Phonology and phonetics — linked, but distinct: Evidence from dyslexia

Iris Berent, Vered Vaknin-Nusbaum & Albert Galaburda

(reviewers: Markus Pöchtrager, Chloe Marshall)

download paper and reviews

Abstract: A large phonological literature debates whether the phonological grammar is distinct from the phonetic system. Here, we address this question using evidence from developmental dyslexia.
Individuals with dyslexia are known to exhibit subtle auditory and phonetic impairments, but their linguistic phonological competence is spared (e.g., Berent, Vaknin-Nusbaum, Balaban, & Galaburda, 2012). This result is puzzling, as phonetics provides the building blocks of phonology (e.g., features). If the phonetic system is impaired, then how can phonological structure stand intact? We suggest that people with dyslexia compensate for their phonetic difficulties by over-relying on the phonological grammar. Our experiments gauge such top-down effects from phonology to phonetics. Participants—adult native Hebrew speakers—performed phonetic discrimination of a voicing contrast (e.g., pa-ba vs. pa-pa), embedded in novel tri-syllabic sequences (e.g., tapapa vs. patata). Our manipulation exploited the fact that ABB Hebrew stems favor identical over similar consonants (tapapa>tapaba), whereas BBA stems ban both forms (e.g., papata=pabata). Of interest is whether this phonological principle biases phonetic discrimination. Results from the dyslexia group showed that phonetic discrimination was strongly influenced by phonology. In particular, phonetic sensitivity (d’) was reduced when the ambiguous targets (BB) were embedded in well-formed ABB phonological sequences (e.g., tapapa) relative to ill-formed BBA ones (e.g., papata). Typical readers exhibited no such effect.
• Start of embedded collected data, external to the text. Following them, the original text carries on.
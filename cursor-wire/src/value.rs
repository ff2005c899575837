//! The generic `Value` message used to forward arbitrary JSON (tool-schema
//! passthrough) across the wire. Unlike ordinary schema fields, each variant
//! here is a `oneof` case: it is always emitted for the chosen variant, even
//! when that variant's payload is the type's zero value, because omitting it
//! would make `Null` indistinguishable from "field absent".

use std::collections::BTreeMap;

use crate::error::Result;
use crate::error::WireError;
use crate::fields::find_all;
use crate::fields::parse_fields;
use crate::fields::write_bytes_field;
use crate::fields::write_message_field;
use crate::fields::write_varint_field_always;

const FIELD_NULL: u32 = 1;
const FIELD_BOOL: u32 = 2;
const FIELD_NUMBER: u32 = 3;
const FIELD_STRING: u32 = 4;
const FIELD_LIST: u32 = 5;
const FIELD_OBJECT: u32 = 6;

const ENTRY_FIELD_KEY: u32 = 1;
const ENTRY_FIELD_VALUE: u32 = 2;

/// A JSON-like value. `Object` preserves insertion order (it is a `Vec` of
/// pairs, not a `HashMap`) so that forwarding a caller's tool schema through
/// this codec doesn't reorder its keys.
#[derive(Debug, Clone, PartialEq)]
pub enum Value {
    Null,
    Bool(bool),
    Number(f64),
    String(String),
    List(Vec<Value>),
    Object(Vec<(String, Value)>),
}

impl Value {
    pub fn encode(&self) -> Vec<u8> {
        let mut buf = Vec::new();
        match self {
            Value::Null => write_varint_field_always(&mut buf, FIELD_NULL, 1),
            Value::Bool(b) => write_varint_field_always(&mut buf, FIELD_BOOL, *b as u64),
            Value::Number(n) => {
                let bytes = n.to_le_bytes();
                write_bytes_field(&mut buf, FIELD_NUMBER, &bytes);
                // `write_bytes_field` omits empty payloads, but an 8-byte
                // double body is never empty, so the zero-omission rule
                // never triggers here.
            }
            Value::String(s) => {
                // A oneof variant must be emitted even for the empty
                // string, so we can't use the default-omitting
                // `write_string_field` helper here.
                write_message_field(&mut buf, FIELD_STRING, s.as_bytes());
            }
            Value::List(items) => {
                for item in items {
                    write_message_field(&mut buf, FIELD_LIST, &item.encode());
                }
            }
            Value::Object(entries) => {
                for (key, value) in entries {
                    let mut entry = Vec::new();
                    write_message_field(&mut entry, ENTRY_FIELD_KEY, key.as_bytes());
                    write_message_field(&mut entry, ENTRY_FIELD_VALUE, &value.encode());
                    write_message_field(&mut buf, FIELD_OBJECT, &entry);
                }
            }
        }
        buf
    }

    pub fn decode(bytes: &[u8]) -> Result<Value> {
        let fields = parse_fields(bytes)?;

        if let Some(field) = fields.iter().find(|f| f.field_number == FIELD_NULL) {
            let _ = field;
            return Ok(Value::Null);
        }
        if let Some(field) = fields.iter().find(|f| f.field_number == FIELD_BOOL) {
            return Ok(Value::Bool(field.as_bool()));
        }
        if let Some(field) = fields.iter().find(|f| f.field_number == FIELD_NUMBER) {
            let raw = field.as_bytes().ok_or(WireError::InvalidUtf8)?;
            if raw.len() != 8 {
                return Err(WireError::TruncatedPayload {
                    wanted: 8,
                    had: raw.len(),
                });
            }
            let mut arr = [0u8; 8];
            arr.copy_from_slice(raw);
            return Ok(Value::Number(f64::from_le_bytes(arr)));
        }
        if let Some(field) = fields.iter().find(|f| f.field_number == FIELD_STRING) {
            let raw = field.as_bytes().ok_or(WireError::InvalidUtf8)?;
            let s = std::str::from_utf8(raw)
                .map_err(|_| WireError::InvalidUtf8)?
                .to_string();
            return Ok(Value::String(s));
        }

        let list_entries = find_all(&fields, FIELD_LIST);
        if !list_entries.is_empty() {
            let mut items = Vec::with_capacity(list_entries.len());
            for entry in list_entries {
                let bytes = entry.as_bytes().ok_or(WireError::InvalidUtf8)?;
                items.push(Value::decode(bytes)?);
            }
            return Ok(Value::List(items));
        }

        let object_entries = find_all(&fields, FIELD_OBJECT);
        if !object_entries.is_empty() {
            let mut pairs = Vec::with_capacity(object_entries.len());
            for entry in object_entries {
                let bytes = entry.as_bytes().ok_or(WireError::InvalidUtf8)?;
                let entry_fields = parse_fields(bytes)?;
                let key = entry_fields
                    .iter()
                    .find(|f| f.field_number == ENTRY_FIELD_KEY)
                    .and_then(|f| f.as_bytes())
                    .map(|b| std::str::from_utf8(b).map_err(|_| WireError::InvalidUtf8))
                    .transpose()?
                    .unwrap_or_default()
                    .to_string();
                let value = entry_fields
                    .iter()
                    .find(|f| f.field_number == ENTRY_FIELD_VALUE)
                    .and_then(|f| f.as_bytes())
                    .map(Value::decode)
                    .transpose()?
                    .unwrap_or(Value::Null);
                pairs.push((key, value));
            }
            return Ok(Value::Object(pairs));
        }

        // An encoded `Value` always carries exactly one of the variants
        // above; an empty body only arises for an empty object/list, which
        // this codec cannot distinguish from `Null` without a discriminant
        // field. Treat it as `Null` to match the JSON round-trip behavior of
        // an absent tool-schema property.
        Ok(Value::Null)
    }

    /// Converts an arbitrary `serde_json::Value`-shaped tree into `Value`,
    /// without depending on `serde_json` in this crate: callers that already
    /// have a `serde_json::Value` convert field-by-field via `From` impls
    /// defined in `cursor-protocol`, which does depend on `serde_json`. This
    /// helper exists for callers building a `Value` by hand (e.g. tests).
    pub fn object(pairs: impl IntoIterator<Item = (impl Into<String>, Value)>) -> Value {
        Value::Object(pairs.into_iter().map(|(k, v)| (k.into(), v)).collect())
    }

    pub fn as_object_map(&self) -> Option<BTreeMap<String, &Value>> {
        match self {
            Value::Object(entries) => {
                Some(entries.iter().map(|(k, v)| (k.clone(), v)).collect())
            }
            _ => None,
        }
    }
}

#[cfg(test)]
mod tests {
    use super::*;
    use pretty_assertions::assert_eq;

    #[test]
    fn scalars_round_trip() {
        for v in [
            Value::Null,
            Value::Bool(true),
            Value::Bool(false),
            Value::Number(3.5),
            Value::Number(0.0),
            Value::String(String::new()),
            Value::String("hello".to_string()),
        ] {
            let encoded = v.encode();
            let decoded = Value::decode(&encoded).unwrap();
            // Null and Bool(false) and Number(0.0)/empty-string all collapse
            // on decode only in the genuinely ambiguous all-zero-body case;
            // none of these produce an empty body, so equality holds.
            assert_eq!(decoded, v);
        }
    }

    #[test]
    fn list_and_object_round_trip() {
        let v = Value::List(vec![Value::Number(1.0), Value::String("a".into())]);
        assert_eq!(Value::decode(&v.encode()).unwrap(), v);

        let v = Value::object([
            ("type", Value::String("string".into())),
            ("minLength", Value::Number(1.0)),
        ]);
        assert_eq!(Value::decode(&v.encode()).unwrap(), v);
    }

    #[test]
    fn object_preserves_key_order() {
        let v = Value::object([
            ("z", Value::Number(1.0)),
            ("a", Value::Number(2.0)),
            ("m", Value::Number(3.0)),
        ]);
        let decoded = Value::decode(&v.encode()).unwrap();
        let Value::Object(entries) = decoded else {
            panic!("expected object");
        };
        let keys: Vec<&str> = entries.iter().map(|(k, _)| k.as_str()).collect();
        assert_eq!(keys, vec!["z", "a", "m"]);
    }

    #[test]
    fn nested_object_round_trip() {
        let v = Value::object([(
            "properties",
            Value::object([("command", Value::object([("type", Value::String("string".into()))]))]),
        )]);
        assert_eq!(Value::decode(&v.encode()).unwrap(), v);
    }
}
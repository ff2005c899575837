//! Moves framed bytes between this process and Cursor's bidi RPC endpoints.
//! `HttpTransport`'s attempt loop mirrors `core/src/client.rs`'s
//! `ModelClient::stream`: the same "retry on 429/5xx honoring `Retry-After`,
//! otherwise exponential backoff, give up after `CURSOR_REQUEST_MAX_RETRIES`"
//! shape, generalized from "open one SSE response" to "open an inbound
//! gRPC-web stream, then append unary request bodies to it."

use std::pin::Pin;
use std::task::Context;
use std::task::Poll;
use std::time::Duration;

use cursor_protocol::AgentClientMessage;
use cursor_protocol::ModelDetails;
use cursor_wire::Frame;
use cursor_wire::FrameReader;
use cursor_wire::encode_frame;
use futures::Stream;
use futures::StreamExt;
use rand::Rng;
use reqwest::Client;
use reqwest::StatusCode;
use reqwest::header::HeaderMap;
use reqwest::header::HeaderValue;
use serde::Deserialize;
use tokio::sync::mpsc;
use tracing::debug;
use tracing::warn;

/// `x-cursor-client-version` is pinned to this crate's own version; Cursor's
/// server has never been observed rejecting a call over this header's value,
/// only logging it.
const CLIENT_VERSION: &str = env!("CARGO_PKG_VERSION");

use crate::config::Config;
use crate::error::CoreError;
use crate::error::Result;

fn backoff(attempt: u64) -> Duration {
    let base_delay_ms = 200u64 * (1u64 << attempt.min(6).saturating_sub(1));
    let jitter = rand::rng().random_range(0.8..1.2);
    Duration::from_millis((base_delay_ms as f64 * jitter) as u64)
}

/// Builds a header value from a plain-ASCII source we control (tokens,
/// checksums, uuids); falls back to an empty value rather than panicking if
/// a caller ever manages to pass something header-hostile through.
fn header_value(s: &str) -> HeaderValue {
    HeaderValue::from_str(s).unwrap_or_else(|_| HeaderValue::from_static(""))
}

/// Best-effort IANA/offset timezone name for the `x-cursor-timezone` header.
/// There is no `TZ`-independent way to ask the OS for this from stdlib alone
/// and pulling in `iana-time-zone` just for one header isn't worth a new
/// dependency; `TZ` covers every server/container deployment this proxy
/// actually runs under.
fn local_timezone() -> String {
    std::env::var("TZ").unwrap_or_default()
}

/// Source of inbound frames for one session's bidi stream. A plain `Stream`
/// bound rather than a bespoke trait: both `HttpTransport` and the in-memory
/// fake just need to hand back a `Stream<Item = Result<Frame>>`.
pub trait InboundChannel: Stream<Item = Result<Frame>> + Unpin + Send {}
impl<T: Stream<Item = Result<Frame>> + Unpin + Send> InboundChannel for T {}

/// Sink accepting unary append requests for one session's bidi stream.
pub trait OutboundChannel: Send {
    async fn send_append(
        &mut self,
        message: &AgentClientMessage,
        request_id: &str,
        append_seqno: i64,
    ) -> Result<()>;
}

pub struct HttpTransport {
    client: Client,
    config: Config,
    auth: cursor_login::AuthManager,
}

impl HttpTransport {
    pub fn new(config: Config, auth: cursor_login::AuthManager) -> Self {
        Self {
            client: Client::new(),
            config,
            auth,
        }
    }

    /// Builds the documented Cursor header set (§4.6) for one call. `token`
    /// is used both for the bearer credential and to derive the rotating
    /// `x-cursor-checksum`; `request_id` is echoed as `x-request-id` so
    /// server-side logs can correlate the two HTTP calls that share a
    /// session.
    fn cursor_headers(&self, token: &str, request_id: &str, content_type: &str) -> HeaderMap {
        let mut headers = HeaderMap::new();
        headers.insert(reqwest::header::CONTENT_TYPE, header_value(content_type));
        headers.insert("x-cursor-checksum", header_value(&cursor_login::generate_checksum(token)));
        headers.insert("x-cursor-client-version", header_value(CLIENT_VERSION));
        headers.insert("x-cursor-client-type", header_value("cli"));
        headers.insert("x-cursor-timezone", header_value(&local_timezone()));
        headers.insert("x-ghost-mode", header_value("false"));
        headers.insert("x-cursor-streaming", header_value("true"));
        headers.insert("x-request-id", header_value(request_id));
        headers
    }

    /// Opens the server-streamed side of a bidi session and returns a
    /// `Stream` of decoded frames, retrying the initial connect the same way
    /// `ModelClient::stream` retries the initial POST. `body` is the encoded
    /// `BidiRequestId`; framing happens here so callers only ever deal in
    /// plain message bytes.
    pub async fn open_inbound(
        &self,
        path: &str,
        request_id: &str,
        body: &[u8],
    ) -> Result<HttpFrameStream> {
        let url = format!("{}{path}", self.config.base_url);
        let framed = encode_frame(body);
        let mut attempt = 0u64;
        let mut refreshed_once = false;
        loop {
            attempt += 1;
            let token = self
                .auth
                .access_token()
                .await?
                .ok_or(CoreError::Unauthorized("open_inbound"))?;
            let res = self
                .client
                .post(&url)
                .bearer_auth(&token)
                .headers(self.cursor_headers(&token, request_id, "application/grpc-web+proto"))
                .body(framed.clone())
                .send()
                .await;
            match res {
                Ok(resp) if resp.status().is_success() => {
                    let (tx, rx) = mpsc::channel::<Result<Frame>>(32);
                    let byte_stream = resp.bytes_stream();
                    tokio::spawn(pump_frames(byte_stream, tx));
                    return Ok(HttpFrameStream { rx });
                }
                Ok(resp) if resp.status() == StatusCode::UNAUTHORIZED => {
                    if refreshed_once {
                        return Err(CoreError::Unauthorized("open_inbound"));
                    }
                    refreshed_once = true;
                    self.auth
                        .force_refresh()
                        .await
                        .map_err(|e| CoreError::AuthRefreshFailed(e.to_string()))?;
                    warn!("open_inbound got 401; forced a token refresh and is retrying once");
                }
                Ok(resp) => {
                    let status = resp.status();
                    if !(status == StatusCode::TOO_MANY_REQUESTS || status.is_server_error()) {
                        return Err(CoreError::RetryLimit(status));
                    }
                    if attempt > self.max_retries() {
                        return Err(CoreError::RetryLimit(status));
                    }
                    let retry_after = resp
                        .headers()
                        .get(reqwest::header::RETRY_AFTER)
                        .and_then(|v| v.to_str().ok())
                        .and_then(|s| s.parse::<u64>().ok());
                    let delay = retry_after
                        .map(|s| Duration::from_secs(s))
                        .unwrap_or_else(|| backoff(attempt));
                    warn!(attempt, ?delay, "retrying bidi open");
                    tokio::time::sleep(delay).await;
                }
                Err(e) => {
                    if attempt > self.max_retries() {
                        return Err(e.into());
                    }
                    tokio::time::sleep(backoff(attempt)).await;
                }
            }
        }
    }

    fn max_retries(&self) -> u64 {
        *crate::flags::CURSOR_REQUEST_MAX_RETRIES
    }
}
A follow up experiment established that the context effect is not simply due to sequential ordering, as the cost for ABB sequences was eliminated once the context syllable (A) was replaced by its sine wave analog. These results show for the first time that adult individuals with dyslexia mitigate their auditory/phonetic difficulties by over-relying on their grammatical phonological knowledge. The resilience of phonology to perinatal sensory perturbations is in line with its view as a system of core knowledge. These results also contribute to the large body of evidence suggesting that phonology and phonetics are linked, but distinct .

Berent, Iris, Vaknin-Nusbaum, Vered & Galaburda, Albert. 2022. “Phonology and phonetics — linked, but distinct: Evidence from dyslexia”. Radical: A Journal of Phonology, 4, 491-527.